US PCE Price Index is foreseen at 4.9%year-on-year in January easing from the previous 5%, while the more relevant Core PCE Price Index is expected to fall a tick to 4.3% YoY. On a monthly basis, Core PCE inflation is forecast to rise by 0.4%, above 0.3% reported in December.
“The Fed’s favoured measure of inflation, the core personal consumer expenditure deflator, looks set to rise by 0.4% MoM, more than twice the 0.17% MoM required over time to produce YoY inflation of 2%.”

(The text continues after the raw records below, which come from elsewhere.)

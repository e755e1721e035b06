//! FFmpeg native log level.
//!
//! FFmpeg prints its own diagnostics to stderr, independent of the Rust
//! [`log`](https://crates.io/crates/log) facade this crate logs through.
//! Broken or unusual files in particular make it chatty while a pass is
//! running. [`set_ffmpeg_log_level`] tunes that output.
//!
//! ```no_run
//! use framesnap::FfmpegLogLevel;
//!
//! framesnap::set_ffmpeg_log_level("error".parse::<FfmpegLogLevel>().unwrap());
//! ```

use std::fmt::{Display, Formatter, Result as FmtResult};
use std::str::FromStr;

use ffmpeg_next::util::log::Level;

/// FFmpeg verbosity, quietest first.
#[derive(Debug, Clone, Copy, PartialEq, Eq, Hash, PartialOrd, Ord)]
pub enum FfmpegLogLevel {
    Quiet,
    Panic,
    Fatal,
    Error,
    Warning,
    Info,
    Verbose,
    Debug,
    Trace,
}

const LEVELS: [(FfmpegLogLevel, Level, &str); 9] = [
    (FfmpegLogLevel::Quiet, Level::Quiet, "quiet"),
    (FfmpegLogLevel::Panic, Level::Panic, "panic"),
    (FfmpegLogLevel::Fatal, Level::Fatal, "fatal"),
    (FfmpegLogLevel::Error, Level::Error, "error"),
    (FfmpegLogLevel::Warning, Level::Warning, "warning"),
    (FfmpegLogLevel::Info, Level::Info, "info"),
    (FfmpegLogLevel::Verbose, Level::Verbose, "verbose"),
    (FfmpegLogLevel::Debug, Level::Debug, "debug"),
    (FfmpegLogLevel::Trace, Level::Trace, "trace"),
];

impl FfmpegLogLevel {
    fn entry(self) -> &'static (FfmpegLogLevel, Level, &'static str) {
        &LEVELS[self as usize]
    }

    /// Lower-case name, as accepted by [`FromStr`].
    pub fn name(self) -> &'static str {
        self.entry().2
    }
}

impl Display for FfmpegLogLevel {
    fn fmt(&self, f: &mut Formatter<'_>) -> FmtResult {
        f.write_str(self.name())
    }
}

impl FromStr for FfmpegLogLevel {
    type Err = String;

    fn from_str(value: &str) -> Result<Self, Self::Err> {
        let wanted = match value.to_ascii_lowercase().as_str() {
            "warn" => "warning".to_string(),
            other => other.to_string(),
        };
        LEVELS
            .iter()
            .find(|(_, _, name)| *name == wanted)
            .map(|(level, _, _)| *level)
            .ok_or_else(|| format!("unknown FFmpeg log level: {value}"))
    }
}

/// Set FFmpeg's own stderr verbosity. Does not affect `log` output.
pub fn set_ffmpeg_log_level(level: FfmpegLogLevel) {
    ffmpeg_next::util::log::set_level(level.entry().1);
}

/// Current FFmpeg verbosity, `None` if FFmpeg reports a value between levels.
pub fn get_ffmpeg_log_level() -> Option<FfmpegLogLevel> {
    let current = ffmpeg_next::util::log::get_level().ok()?;
    LEVELS
        .iter()
        .find(|(_, level, _)| *level == current)
        .map(|(level, _, _)| *level)
}

#[cfg(test)]
mod tests {
    use super::*;

    #[test]
    fn table_matches_discriminants() {
        for (index, (level, _, _)) in LEVELS.iter().enumerate() {
            assert_eq!(*level as usize, index);
        }
    }

    #[test]
    fn parses_names_and_aliases() {
        assert_eq!("ERROR".parse::<FfmpegLogLevel>(), Ok(FfmpegLogLevel::Error));
        assert_eq!("warn".parse::<FfmpegLogLevel>(), Ok(FfmpegLogLevel::Warning));
        assert_eq!("quiet".parse::<FfmpegLogLevel>(), Ok(FfmpegLogLevel::Quiet));
        assert!("loud".parse::<FfmpegLogLevel>().is_err());
        assert_eq!(FfmpegLogLevel::Verbose.to_string(), "verbose");
    }
}
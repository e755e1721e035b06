//! One interactive run: pick a video, pick a folder, sample, reveal.

use crate::{
    error::SamplerError,
    interactive::Picker,
    opener::FolderOpener,
    sampler::{ExtractionResult, FrameSampler},
};

/// How an interactive run ended.
#[derive(Debug)]
#[must_use]
pub enum SessionOutcome {
    /// The video prompt was dismissed; nothing was extracted.
    VideoNotSelected,
    /// The output folder prompt was dismissed; nothing was extracted.
    OutputNotSelected,
    /// The chosen file could not be opened as a video.
    NotOpenable(SamplerError),
    /// Sampling finished.
    Completed {
        result: ExtractionResult,
        /// Whether the destination was opened in a file browser.
        folder_opened: bool,
    },
}

/// Run one session.
///
/// # Errors
///
/// Prompt failures and failures while writing images. Dismissed prompts and
/// unopenable videos are reported through [`SessionOutcome`] instead.
///
/// # Example
///
/// ```no_run
/// use framesnap::{FrameSampler, SessionOutcome, SystemFolderOpener, TerminalPicker, run_session};
///
/// let outcome = run_session(
///     &mut TerminalPicker::new(),
///     &SystemFolderOpener,
///     &FrameSampler::default(),
/// )?;
/// if let SessionOutcome::Completed { result, .. } = outcome {
///     println!("{} images", result.saved_image_count);
/// }
/// # Ok::<(), framesnap::SamplerError>(())
/// ```
pub fn run_session<P, O>(
    picker: &mut P,
    opener: &O,
    sampler: &FrameSampler,
) -> Result<SessionOutcome, SamplerError>
where
    P: Picker + ?Sized,
    O: FolderOpener + ?Sized,
{
    let Some(video_path) = picker.pick_video_file()? else {
        log::debug!("Video selection dismissed");
        return Ok(SessionOutcome::VideoNotSelected);
    };

    let Some(output_root) = picker.pick_directory()? else {
        log::debug!("Output folder selection dismissed");
        return Ok(SessionOutcome::OutputNotSelected);
    };

    match sampler.extract(&video_path, &output_root) {
        Ok(result) => {
            let folder_opened = opener.open_folder(&result.destination_folder);
            Ok(SessionOutcome::Completed {
                result,
                folder_opened,
            })
        }
        Err(error) if error.is_not_openable() => Ok(SessionOutcome::NotOpenable(error)),
        Err(error) => Err(error),
    }
}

“We’ll have to wait until Friday for the main event this week as the latest core PCE deflator (DB at +0.5% MoM vs. +0.3% last month) come out. If our forecast for core PCE is correct the YoY rate will be sticky at 4.4% and could edge up to 4.5% with the three-month (3.9% vs. 2.9%) and six-month (4.6% vs. 3.7%) annualised growth rates going back up.”
“We pencil in gains for the PCE of 0.5% MoM for headline and 0.4% for core. Some on the street estimate +0.55% for core which would take the annual rate up to 4.5% from 4.4% in December. The outcome may decide how the second half of the month pans out and if budding speculation of 50 bps in March is simply outlandish, or not.”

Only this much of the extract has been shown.